→ DATA FOR THE TASK:
//! Provider callbacks and payment account administration.

use axum::{
    extract::{Path, State},
    routing::{get, post},
    Json, Router,
};
use domain::models::order::PaymentCallback;
use domain::models::payment::{CreatePaymentAccountRequest, PaymentAccount, ProviderConfig};
use persistence::repositories::PaymentAccountRepository;
use serde::Serialize;
use tracing::info;
use validator::Validate;

use crate::app::AppState;
use crate::extractors::ProjectOperator;
use crate::response::{ApiResponse, ApiResult};
use crate::services::{OrderService, PaymentOutcome};

#[derive(Debug, Serialize)]
#[serde(rename_all = "camelCase")]
pub struct CallbackAck {
    pub order_no: String,
    pub outcome: &'static str,
}

/// Unauthenticated; the signature is the credential.
pub fn callback_router() -> Router<AppState> {
    Router::new().route("/api/payment/callback/:provider", post(payment_callback))
}

pub fn project_router() -> Router<AppState> {
    Router::new().route(
        "/payment-accounts",
        get(list_payment_accounts).post(create_payment_account),
    )
}

/// POST /api/payment/callback/:provider
///
/// Replays of an already applied notification are acknowledged unchanged.
async fn payment_callback(
    State(state): State<AppState>,
    Path(provider): Path<String>,
    Json(callback): Json<PaymentCallback>,
) -> ApiResult<CallbackAck> {
    let outcome = OrderService::new(&state)
        .handle_callback(&provider, &callback)
        .await?;
    let outcome = match outcome {
        PaymentOutcome::Paid => "paid",
        PaymentOutcome::Failed => "failed",
        PaymentOutcome::Unchanged => "unchanged",
    };
    Ok(ApiResponse::ok(CallbackAck {
        order_no: callback.order_no,
        outcome,
    }))
}

async fn list_payment_accounts(
    State(state): State<AppState>,
    _op: ProjectOperator,
) -> ApiResult<Vec<PaymentAccount>> {
    let accounts = PaymentAccountRepository::new(state.pool.clone())
        .list()
        .await?
        .into_iter()
        .map(Into::into)
        .collect();
    Ok(ApiResponse::ok(accounts))
}

/// POST /project/payment-accounts
///
/// The provider config must parse for the named provider.
async fn create_payment_account(
    State(state): State<AppState>,
    op: ProjectOperator,
    Json(request): Json<CreatePaymentAccountRequest>,
) -> ApiResult<PaymentAccount> {
    request.validate()?;
    ProviderConfig::parse(&request.provider_code, &request.config)?;

    let account: PaymentAccount = PaymentAccountRepository::new(state.pool.clone())
        .create(&request)
        .await?
        .into();
    info!(
        account_id = account.id,
        provider = %account.provider_code,
        operator_id = op.operator.id,
        "Payment account created"
    );
    Ok(ApiResponse::with_msg(account, "创建成功"))
}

→ WORK TASK: Filter the listing above, keeping only the lines with "serde".

→ ANSWER FOR THE TASK:
use serde::Serialize;
#[serde(rename_all = "camelCase")]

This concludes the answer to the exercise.